Source data:
╔══

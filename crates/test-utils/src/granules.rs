//! Small NetCDF granules written with libnetcdf.
//!
//! Layout matches [`crate::daily_dataset`]: `time(time)` in
//! `days since 2023-01-01`, `lat(lat)`, `lon(lon)` and `var(time, lat, lon)`
//! holding `time * 1_000_000 + create_test_grid(lon, lat)`.

use std::error::Error;
use std::path::Path;

use crate::generators::create_test_grid;

/// `units` of the time axis in written granules.
pub const GRANULE_TIME_UNITS: &str = "days since 2023-01-01 00:00:00";

/// Epoch seconds of 2023-01-01T00:00:00Z.
pub const GRANULE_EPOCH_BASE: f64 = 1_672_531_200.0;

/// Write a one-day granule to `path`.
pub fn write_netcdf_granule(
    path: &Path,
    day: f64,
    lats: &[f64],
    lons: &[f64],
    var: &str,
) -> Result<(), Box<dyn Error>> {
    let mut file = netcdf::create(path)?;
    file.add_attribute("title", "synthetic granule")?;

    file.add_dimension("time", 1)?;
    file.add_dimension("lat", lats.len())?;
    file.add_dimension("lon", lons.len())?;

    {
        let mut time = file.add_variable::<f64>("time", &["time"])?;
        time.put_attribute("units", GRANULE_TIME_UNITS)?;
        time.put_values(&[day], ..)?;
    }
    {
        let mut lat = file.add_variable::<f64>("lat", &["lat"])?;
        lat.put_attribute("units", "degrees_north")?;
        lat.put_values(lats, ..)?;
    }
    {
        let mut lon = file.add_variable::<f64>("lon", &["lon"])?;
        lon.put_attribute("units", "degrees_east")?;
        lon.put_values(lons, ..)?;
    }
    {
        let values: Vec<f64> = create_test_grid(lons.len(), lats.len())
            .into_iter()
            .map(|v| day * 1_000_000.0 + v)
            .collect();
        let mut data = file.add_variable::<f64>(var, &["time", "lat", "lon"])?;
        data.put_attribute("units", "K")?;
        data.put_values(&values, ..)?;
    }

    Ok(())
}

/// The bytes of a granule written by [`write_netcdf_granule`].
pub fn netcdf_granule_bytes(
    day: f64,
    lats: &[f64],
    lons: &[f64],
    var: &str,
) -> Result<Vec<u8>, Box<dyn Error>> {
    let dir = tempfile::tempdir()?;
    let path = dir.path().join("granule.nc");
    write_netcdf_granule(&path, day, lats, lons, var)?;
    Ok(std::fs::read(&path)?)
}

╚══

WHAT YOU NEED TO DO: This exercise calls for the line containing "let mut lon" and each line after it in the records, copied exactly.

EXERCISE OUTPUT:
        let mut lon = file.add_variable::<f64>("lon", &["lon"])?;
        lon.put_attribute("units", "degrees_east")?;
        lon.put_values(lons, ..)?;
    }
    {
        let values: Vec<f64> = create_test_grid(lons.len(), lats.len())
            .into_iter()
            .map(|v| day * 1_000_000.0 + v)
            .collect();
        let mut data = file.add_variable::<f64>(var, &["time", "lat", "lon"])?;
        data.put_attribute("units", "K")?;
        data.put_values(&values, ..)?;
    }

    Ok(())
}

/// The bytes of a granule written by [`write_netcdf_granule`].
pub fn netcdf_granule_bytes(
    day: f64,
    lats: &[f64],
    lons: &[f64],
    var: &str,
) -> Result<Vec<u8>, Box<dyn Error>> {
    let dir = tempfile::tempdir()?;
    let path = dir.path().join("granule.nc");
    write_netcdf_granule(&path, day, lats, lons, var)?;
    Ok(std::fs::read(&path)?)
}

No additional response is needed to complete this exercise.